Linux Network Namespaces
14 Mar 2023
Network namespaces entered the Linux kernel in version 2.6.24. They partition the use of the system resources associated with networking—network devices, addresses, ports, routes, firewall rules, etc.—into separate boxes, essentially virtualizing the network within a single running kernel instance1.

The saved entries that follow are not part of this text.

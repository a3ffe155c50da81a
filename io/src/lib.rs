//! 3D File I/O Module
//!
//! - PLY (Polygon File Format, ASCII)
//! - PCD (Point Cloud Data - PCL format)
//! - pose record files
//! - recorded scan directories (`camera_pose.txt` + `src_NN.pcd`)

pub mod dataset;
pub mod pcd;
pub mod ply;
pub mod pose;

pub use dataset::{default_sensor_offset, scan_file_name, ScanDirectory, POSE_FILE_NAME};
pub use pcd::{read_pcd, write_pcd, PcdData};
pub use ply::{read_ply, write_ply};
pub use pose::{PoseReader, PoseRecord};

pub use scan3d_core::{Error, Result};

use scan3d_core::PointCloud;
use std::fs::File;
use std::io::{BufReader, BufWriter, Write};
use std::path::Path;

#[derive(Debug, Clone, Copy, PartialEq, Eq)]
pub enum CloudFormat {
    Pcd,
    Ply,
}

impl CloudFormat {
    /// Format implied by the file extension (case-insensitive).
    pub fn from_path(path: &Path) -> Result<Self> {
        let ext = path
            .extension()
            .and_then(|e| e.to_str())
            .map(|e| e.to_ascii_lowercase());
        match ext.as_deref() {
            Some("pcd") => Ok(CloudFormat::Pcd),
            Some("ply") => Ok(CloudFormat::Ply),
            _ => Err(Error::UnsupportedFormat(format!(
                "cannot tell point cloud format of {}",
                path.display()
            ))),
        }
    }
}

/// Read a PCD or PLY file, picking the format from the extension.
pub fn read_point_cloud(path: impl AsRef<Path>) -> Result<PointCloud> {
    let path = path.as_ref();
    let format = CloudFormat::from_path(path)?;
    let reader = BufReader::new(File::open(path)?);
    match format {
        CloudFormat::Pcd => read_pcd(reader),
        CloudFormat::Ply => read_ply(reader),
    }
}

/// Write a PCD or PLY file, picking the format from the extension.
pub fn write_point_cloud(path: impl AsRef<Path>, cloud: &PointCloud) -> Result<()> {
    let path = path.as_ref();
    let format = CloudFormat::from_path(path)?;
    let mut writer = BufWriter::new(File::create(path)?);
    match format {
        CloudFormat::Pcd => write_pcd(&mut writer, cloud)?,
        CloudFormat::Ply => write_ply(&mut writer, cloud)?,
    }
    writer.flush()?;
    Ok(())
}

Once upon a time, there was a patch set called “process containers”. The “container subsystem” allows an administrator to group processes into hierarchies of “containers”; each hierarchy is managed by one or more “subsystems.” As of 2.6.23, virtualization is quite well supported on Linux, at least for the x86 architecture. Containers lag a little behind, instead. In 2.6.24, “containers” were renamed “control groups.” It makes sense to pair “control groups” with the management of the various namespaces and resource management in general to create a framework for a container implementation2.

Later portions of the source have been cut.